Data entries

▬▬▬

//! Bit writer / reader interplay, including 0xFF escaping.

use parjpeg::bits::{stuff_bytes, BitWriter};
use parjpeg::decode::BitReader;
use parjpeg::Error;
use rand::{rngs::StdRng, Rng, SeedableRng};

fn random_writes(seed: u64, count: usize) -> Vec<(u32, u8)> {
    let mut rng = StdRng::seed_from_u64(seed);
    (0..count)
        .map(|_| {
            let bits: u8 = rng.gen_range(1..=32);
            let value = if bits == 32 {
                rng.gen()
            } else {
                rng.gen_range(0..(1u32 << bits))
            };
            (value, bits)
        })
        .collect()
}

#[test]
fn test_random_writes_read_back() {
    for seed in 0..8 {
        let writes = random_writes(seed, 500);
        let mut writer = BitWriter::new();
        for &(value, bits) in &writes {
            writer.write_bits(value, bits).unwrap();
        }
        let data = writer.finish();

        let mut reader = BitReader::new(&data);
        for (i, &(value, bits)) in writes.iter().enumerate() {
            assert_eq!(reader.read_bits(bits).unwrap(), value, "seed {seed}, write {i}");
        }
    }
}

#[test]
fn test_every_ff_is_escaped() {
    for seed in 0..8 {
        let mut writer = BitWriter::new();
        for (value, bits) in random_writes(seed, 300) {
            writer.write_bits(value, bits).unwrap();
        }
        // Force a run of 0xFF bytes as well
        for _ in 0..4 {
            writer.write_bits(u32::MAX, 32).unwrap();
        }
        let data = writer.finish();

        let mut i = 0;
        while i < data.len() {
            if data[i] == 0xFF {
                assert_eq!(data.get(i + 1), Some(&0x00), "seed {seed}, offset {i}");
                i += 2;
            } else {
                i += 1;
            }
        }
    }
}

#[test]
fn test_ones_then_zeros() {
    let mut writer = BitWriter::new();
    writer.write_bits(0xFF, 8).unwrap();
    writer.write_bits(0x00, 8).unwrap();
    writer.write_bits(0xFF, 8).unwrap();
    let data = writer.finish();
    assert_eq!(data, vec![0xFF, 0x00, 0x00, 0xFF, 0x00]);

    let mut reader = BitReader::new(&data);
    assert_eq!(reader.read_bits(8).unwrap(), 0xFF);
    assert_eq!(reader.read_bits(8).unwrap(), 0x00);
    assert_eq!(reader.read_bits(8).unwrap(), 0xFF);
    assert!(reader.is_empty());
    assert_eq!(reader.read_bit(), Err(Error::EndOfStream));
}

#[test]
fn test_stuff_bytes_matches_writer() {
    let mut rng = StdRng::seed_from_u64(99);
    let raw: Vec<u8> = (0..1024)
        .map(|_| if rng.gen_bool(0.2) { 0xFF } else { rng.gen() })
        .collect();
    let mut writer = BitWriter::new();
    for &byte in &raw {
        writer.write_bits(byte as u32, 8).unwrap();
    }
    assert_eq!(writer.finish(), stuff_bytes(&raw));
}

#[test]
fn test_long_codes() {
    let mut writer = BitWriter::new();
    writer.write_code(0x1_2345_6789, 33).unwrap();
    writer.write_code(0b101, 3).unwrap();
    let data = writer.finish();

    let mut reader = BitReader::new(&data);
    assert!(reader.read_bit().unwrap());
    assert_eq!(reader.read_bits(32).unwrap(), 0x2345_6789);
    assert_eq!(reader.read_bits(3).unwrap(), 0b101);
}

#[test]
fn test_invalid_counts() {
    let mut writer = BitWriter::new();
    assert_eq!(writer.write_bits(0, 0), Err(Error::InvalidBitCount(0)));
    assert_eq!(writer.write_bits(0, 33), Err(Error::InvalidBitCount(33)));
    assert!(writer.is_empty());

    let mut reader = BitReader::new(&[0xAB]);
    assert_eq!(reader.read_bits(33), Err(Error::InvalidBitCount(33)));
}
//! Bit-level reader for entropy-coded data.
//!
//! Provides MSB-first bit reading with transparent removal of the `0x00`
//! escape byte written after every `0xFF`.

use crate::error::{Error, Result};

/// Bit reader for MSB-first streams produced by [`crate::bits::BitWriter`].
///
/// When a `0xFF` byte has been fully consumed and the next byte is `0x00`,
/// the `0x00` is skipped before any further bits are read.
#[derive(Debug)]
pub struct BitReader<'a> {
    data: &'a [u8],
    pos: usize,
    bit_pos: u8, // 0-7, next bit of data[pos] counted from the MSB
}

impl<'a> BitReader<'a> {
    /// Create a new MSB-first bit reader.
    pub fn new(data: &'a [u8]) -> Self {
        Self {
            data,
            pos: 0,
            bit_pos: 0,
        }
    }

    /// Read a single bit.
    #[inline]
    pub fn read_bit(&mut self) -> Result<bool> {
        let byte = *self.data.get(self.pos).ok_or(Error::EndOfStream)?;
        let bit = (byte >> (7 - self.bit_pos)) & 1;

        self.bit_pos += 1;
        if self.bit_pos == 8 {
            self.bit_pos = 0;
            self.pos += 1;
            if byte == 0xFF && self.data.get(self.pos) == Some(&0x00) {
                self.pos += 1;
            }
        }
        Ok(bit == 1)
    }

    /// Read `count` bits MSB-first. `count` must be in `1..=32`.
    pub fn read_bits(&mut self, count: u8) -> Result<u32> {
        if count == 0 || count > 32 {
            return Err(Error::InvalidBitCount(count));
        }
        let mut value = 0u32;
        for _ in 0..count {
            value = (value << 1) | self.read_bit()? as u32;
        }
        Ok(value)
    }

    /// Check if we've consumed every byte.
    pub fn is_empty(&self) -> bool {
        self.pos >= self.data.len()
    }

    /// Current position in bits from the start of the (escaped) buffer.
    pub fn position(&self) -> usize {
        self.pos * 8 + self.bit_pos as usize
    }

    /// Rewind to the start of the stream.
    pub fn reset(&mut self) {
        self.pos = 0;
        self.bit_pos = 0;
    }
}
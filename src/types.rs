use std::path::PathBuf;

use serde::{Deserialize, Serialize};

use crate::constants::{AAC_HEADER_SIZE, AAC_PROBE_WINDOW, MPEG_HEADER_SIZE, MPEG_PROBE_WINDOW};

/// Elementary stream container carried to the server
#[derive(Debug, Clone, Copy, PartialEq, Eq, Serialize, Deserialize, clap::ValueEnum)]
#[serde(rename_all = "lowercase")]
pub enum FrameFormat {
    /// AAC in ADTS framing
    Aac,
    /// MPEG-1/2/2.5 audio, layers I-III
    Mpeg,
}

impl FrameFormat {
    pub const fn header_size(self) -> usize {
        match self {
            FrameFormat::Aac => AAC_HEADER_SIZE,
            FrameFormat::Mpeg => MPEG_HEADER_SIZE,
        }
    }

    pub const fn probe_window(self) -> usize {
        match self {
            FrameFormat::Aac => AAC_PROBE_WINDOW,
            FrameFormat::Mpeg => MPEG_PROBE_WINDOW,
        }
    }

    pub const fn name(self) -> &'static str {
        match self {
            FrameFormat::Aac => "AAC",
            FrameFormat::Mpeg => "MPEG",
        }
    }

    pub const fn content_type(self) -> &'static str {
        match self {
            FrameFormat::Aac => "audio/aacp",
            FrameFormat::Mpeg => "audio/mpeg",
        }
    }
}

#[derive(Debug, Clone, Copy, PartialEq, Eq, Serialize)]
pub enum MpegVersion {
    Mpeg1,
    Mpeg2,
    Mpeg25,
}

#[derive(Debug, Clone, Copy, PartialEq, Eq, Serialize)]
pub enum MpegLayer {
    I,
    II,
    III,
}

#[derive(Debug, Clone, Copy, PartialEq, Eq, Serialize)]
pub enum ChannelMode {
    Stereo,
    JointStereo,
    DualChannel,
    Mono,
}

impl ChannelMode {
    /// Advertised channel count; the stereo variants all collapse to 2
    pub const fn channels(self) -> u8 {
        match self {
            ChannelMode::Mono => 1,
            _ => 2,
        }
    }
}

/// MPEG-only header fields
#[derive(Debug, Clone, Copy, PartialEq, Eq, Serialize)]
pub struct MpegFields {
    pub version: MpegVersion,
    pub layer: MpegLayer,
    pub channel_mode: ChannelMode,
    pub bitrate_kbps: u32,
    pub padding: bool,
    pub crc_present: bool,
}

/// AAC-only header fields
#[derive(Debug, Clone, Copy, PartialEq, Eq, Serialize)]
pub struct AacFields {
    pub profile: u8,
    pub channel_config: u8,
    pub protection_absent: bool,
}

#[derive(Debug, Clone, Copy, PartialEq, Eq, Serialize)]
pub enum HeaderFields {
    Aac(AacFields),
    Mpeg(MpegFields),
}

/// One validated frame header
#[derive(Debug, Clone, Copy, PartialEq, Eq, Serialize)]
pub struct FrameHeader {
    pub format: FrameFormat,
    pub sample_rate: u32,
    /// Whole frame, header included
    pub frame_length: usize,
    pub samples_per_frame: u32,
    pub fields: HeaderFields,
}

impl FrameHeader {
    pub fn channels(&self) -> u8 {
        match self.fields {
            HeaderFields::Mpeg(m) => m.channel_mode.channels(),
            HeaderFields::Aac(a) => a.channel_config,
        }
    }

    pub fn bitrate_kbps(&self) -> Option<u32> {
        match self.fields {
            HeaderFields::Mpeg(m) => Some(m.bitrate_kbps),
            HeaderFields::Aac(_) => None,
        }
    }

    /// Bytes between the fixed header and the payload that belong to a CRC
    pub fn crc_len(&self) -> usize {
        match self.fields {
            HeaderFields::Aac(a) if !a.protection_absent => crate::constants::AAC_CRC_SIZE,
            _ => 0,
        }
    }
}

/// Stream description produced once per file by the probe
#[derive(Debug, Clone, Copy, PartialEq, Serialize)]
pub struct StreamParameters {
    pub format: FrameFormat,
    pub sample_rate: u32,
    pub samples_per_frame: u32,
    pub channels: u8,
    pub total_frames: u64,
    pub average_bitrate_kbps: f64,
    pub first_frame_offset: u64,
    pub file_size: u64,
    /// Last per-frame bitrate seen while walking MPEG files
    #[serde(skip_serializing_if = "Option::is_none")]
    pub last_bitrate_kbps: Option<u32>,
}

impl StreamParameters {
    pub fn duration_secs(&self) -> f64 {
        self.total_frames as f64 * self.samples_per_frame as f64 / self.sample_rate as f64
    }

    pub fn duration_ms(&self) -> i64 {
        (self.duration_secs() * 1000.0) as i64
    }

    /// Frames per delivery iteration, a little over one second of audio
    pub fn frames_per_batch(&self) -> usize {
        frames_per_batch(self.sample_rate, self.samples_per_frame)
    }

    pub fn advertised(&self) -> Advertised {
        Advertised {
            content_type: self.format.content_type(),
            bitrate_kbps: self.average_bitrate_kbps.round() as u32,
            channels: self.channels,
            sample_rate: self.sample_rate,
        }
    }
}

pub fn frames_per_batch(sample_rate: u32, samples_per_frame: u32) -> usize {
    (sample_rate / samples_per_frame.max(1)) as usize + 1
}

/// Server software on the other end of the push connection
#[derive(Debug, Clone, Copy, PartialEq, Eq, Serialize, Deserialize, clap::ValueEnum)]
#[serde(rename_all = "lowercase")]
pub enum ServerFlavor {
    Icecast,
    Shoutcast,
}

/// Audio parameters announced in the handshake
#[derive(Debug, Clone, Copy, PartialEq, Eq)]
pub struct Advertised {
    pub content_type: &'static str,
    pub bitrate_kbps: u32,
    pub channels: u8,
    pub sample_rate: u32,
}

/// How the audio reaches the frame reader
#[derive(Debug, Clone, Copy, PartialEq, Eq, Serialize, Deserialize, clap::ValueEnum)]
#[serde(rename_all = "lowercase")]
pub enum StreamMode {
    /// Read ADTS/MPEG files directly
    File,
    /// Pipe each file through the external encoder
    Transcode,
}

/// A source file handed over by the playlist collaborator
#[derive(Debug, Clone, PartialEq, Eq)]
pub struct Track {
    pub path: PathBuf,
    /// Used verbatim as stream metadata when present
    pub title: Option<String>,
}

impl Track {
    pub fn new(path: impl Into<PathBuf>) -> Self {
        Self { path: path.into(), title: None }
    }

    pub fn with_title(mut self, title: impl Into<String>) -> Self {
        self.title = Some(title.into());
        self
    }
}

/// Producer of tracks, e.g. a playlist
pub trait TrackSource {
    fn first(&mut self) -> Option<Track>;
    fn next(&mut self) -> Option<Track>;
}

/// Fixed list of tracks, optionally repeated forever
pub struct TrackList {
    tracks: Vec<Track>,
    cursor: usize,
    repeat: bool,
}

impl TrackList {
    pub fn new(tracks: Vec<Track>, repeat: bool) -> Self {
        Self { tracks, cursor: 0, repeat }
    }
}

impl TrackSource for TrackList {
    fn first(&mut self) -> Option<Track> {
        self.cursor = 0;
        self.tracks.first().cloned()
    }

    fn next(&mut self) -> Option<Track> {
        if self.tracks.is_empty() {
            return None;
        }
        self.cursor += 1;
        if self.cursor >= self.tracks.len() {
            if !self.repeat {
                return None;
            }
            self.cursor = 0;
        }
        self.tracks.get(self.cursor).cloned()
    }
}
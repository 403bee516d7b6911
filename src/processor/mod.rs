//! File-mode delivery loop: read a batch, push it, pace

use std::io::SeekFrom;
use std::path::Path;

use tokio::fs::File;
use tokio::io::AsyncSeekExt;
use tokio::time::Instant;
use tokio_util::sync::CancellationToken;
use tracing::{debug, info};

use crate::error::{CastError, Result};
use crate::network::{Dialer, IngestSession};
use crate::pacer::Pacer;
use crate::reader::{FrameReader, SeekableSource};
use crate::stats::DeliveryStats;
use crate::types::StreamParameters;

/// Stream one probed file over a connected session at real-time rate
pub async fn deliver_file<D: Dialer>(
    session: &mut IngestSession<D>,
    path: &Path,
    params: &StreamParameters,
    target_buffer_ms: u64,
    abort: &CancellationToken,
) -> Result<DeliveryStats> {
    let mut file = File::open(path).await?;
    file.seek(SeekFrom::Start(params.first_frame_offset)).await?;
    let mut reader = FrameReader::with_offset(
        SeekableSource::new(file),
        params.format,
        params.first_frame_offset,
    );

    let batch_size = params.frames_per_batch();
    let mut pacer = Pacer::new(target_buffer_ms, params.sample_rate, params.samples_per_frame);
    info!(
        path = %path.display(),
        frames = params.total_frames,
        batch = batch_size,
        "streaming file"
    );

    while pacer.state().frames_sent < params.total_frames {
        let iteration_start = Instant::now();
        let batch = reader.read_frames(batch_size).await?;
        if batch.is_empty() {
            break;
        }

        session.send(&batch.data).await?;
        let decision = pacer.record(batch.frames, batch.data.len(), iteration_start);

        if abort.is_cancelled() {
            return Err(CastError::Aborted);
        }
        if batch.end_of_stream {
            break;
        }
        pacer.wait(decision.sleep, abort).await?;
    }

    debug!(
        sent = pacer.state().frames_sent,
        expected = params.total_frames,
        "file read complete"
    );
    pacer.drain(params.duration_ms(), abort).await?;

    let mut stats = *pacer.stats();
    stats.read = *reader.stats();
    Ok(stats)
}

#[cfg(test)]
mod tests {
    use super::*;
    use crate::config::{ServerConfig, StreamConfig};
    use crate::network::MemoryDialer;
    use crate::testdata::adts_stream;
    use crate::types::FrameFormat;
    use std::io::Write;
    use tokio::io::{AsyncReadExt, AsyncWriteExt};

    async fn connected(dialer: &MemoryDialer) -> (IngestSession<MemoryDialer>, tokio::task::JoinHandle<Vec<u8>>) {
        let mut server = dialer.accept(1 << 16);
        let mut session = IngestSession::new(dialer.clone(), ServerConfig::default(), StreamConfig::default());
        let peer = tokio::spawn(async move {
            let mut request = Vec::new();
            let mut byte = [0u8; 1];
            while !request.ends_with(b"\r\n\r\n") {
                server.read_exact(&mut byte).await.unwrap();
                request.push(byte[0]);
            }
            server.write_all(b"HTTP/1.0 200 OK\r\n\r\n").await.unwrap();
            let mut audio = Vec::new();
            server.read_to_end(&mut audio).await.unwrap();
            audio
        });
        let advertised = crate::types::Advertised {
            content_type: "audio/aacp",
            bitrate_kbps: 64,
            channels: 2,
            sample_rate: 44100,
        };
        session.ensure_connected(&advertised).await.unwrap();
        (session, peer)
    }

    #[tokio::test(start_paused = true)]
    async fn streams_every_frame_after_the_offset() {
        let mut data = vec![0u8; 17];
        data.extend(adts_stream(100, 150));
        let mut file = tempfile::NamedTempFile::new().unwrap();
        file.write_all(&data).unwrap();

        let params = crate::probe::probe(file.path(), FrameFormat::Aac).await.unwrap();
        assert_eq!(params.first_frame_offset, 17);

        let dialer = MemoryDialer::new();
        let (mut session, peer) = connected(&dialer).await;
        let abort = CancellationToken::new();
        let started = Instant::now();

        let stats = deliver_file(&mut session, file.path(), &params, 1000, &abort).await.unwrap();
        session.close().await;
        let audio = peer.await.unwrap();

        assert_eq!(stats.frames_sent, 100);
        assert_eq!(stats.read.resyncs, 0);
        assert_eq!(audio, data[17..]);
        // the final wait covers the nominal playtime
        assert!(started.elapsed().as_millis() as i64 >= params.duration_ms());
    }

    #[tokio::test(start_paused = true)]
    async fn abort_stops_after_the_current_send() {
        let mut file = tempfile::NamedTempFile::new().unwrap();
        file.write_all(&adts_stream(500, 150)).unwrap();
        let params = crate::probe::probe(file.path(), FrameFormat::Aac).await.unwrap();

        let dialer = MemoryDialer::new();
        let (mut session, _peer) = connected(&dialer).await;
        let abort = CancellationToken::new();
        abort.cancel();

        let err = deliver_file(&mut session, file.path(), &params, 1000, &abort).await.unwrap_err();
        assert!(err.is_aborted());
    }
}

▬▬▬

● Work task:
Both end lines included, restate word for word the lines above from the line with "assert_eq!(data, vec![0xFF, 0x00, 0x00, 0xFF, 0x00]);" to the line with "escape byte written", and nothing else.

● Output for this exercise:
    assert_eq!(data, vec![0xFF, 0x00, 0x00, 0xFF, 0x00]);

    let mut reader = BitReader::new(&data);
    assert_eq!(reader.read_bits(8).unwrap(), 0xFF);
    assert_eq!(reader.read_bits(8).unwrap(), 0x00);
    assert_eq!(reader.read_bits(8).unwrap(), 0xFF);
    assert!(reader.is_empty());
    assert_eq!(reader.read_bit(), Err(Error::EndOfStream));
}

#[test]
fn test_stuff_bytes_matches_writer() {
    let mut rng = StdRng::seed_from_u64(99);
    let raw: Vec<u8> = (0..1024)
        .map(|_| if rng.gen_bool(0.2) { 0xFF } else { rng.gen() })
        .collect();
    let mut writer = BitWriter::new();
    for &byte in &raw {
        writer.write_bits(byte as u32, 8).unwrap();
    }
    assert_eq!(writer.finish(), stuff_bytes(&raw));
}

#[test]
fn test_long_codes() {
    let mut writer = BitWriter::new();
    writer.write_code(0x1_2345_6789, 33).unwrap();
    writer.write_code(0b101, 3).unwrap();
    let data = writer.finish();

    let mut reader = BitReader::new(&data);
    assert!(reader.read_bit().unwrap());
    assert_eq!(reader.read_bits(32).unwrap(), 0x2345_6789);
    assert_eq!(reader.read_bits(3).unwrap(), 0b101);
}

#[test]
fn test_invalid_counts() {
    let mut writer = BitWriter::new();
    assert_eq!(writer.write_bits(0, 0), Err(Error::InvalidBitCount(0)));
    assert_eq!(writer.write_bits(0, 33), Err(Error::InvalidBitCount(33)));
    assert!(writer.is_empty());

    let mut reader = BitReader::new(&[0xAB]);
    assert_eq!(reader.read_bits(33), Err(Error::InvalidBitCount(33)));
}
//! Bit-level reader for entropy-coded data.
//!
//! Provides MSB-first bit reading with transparent removal of the `0x00`
//! escape byte written after every `0xFF`.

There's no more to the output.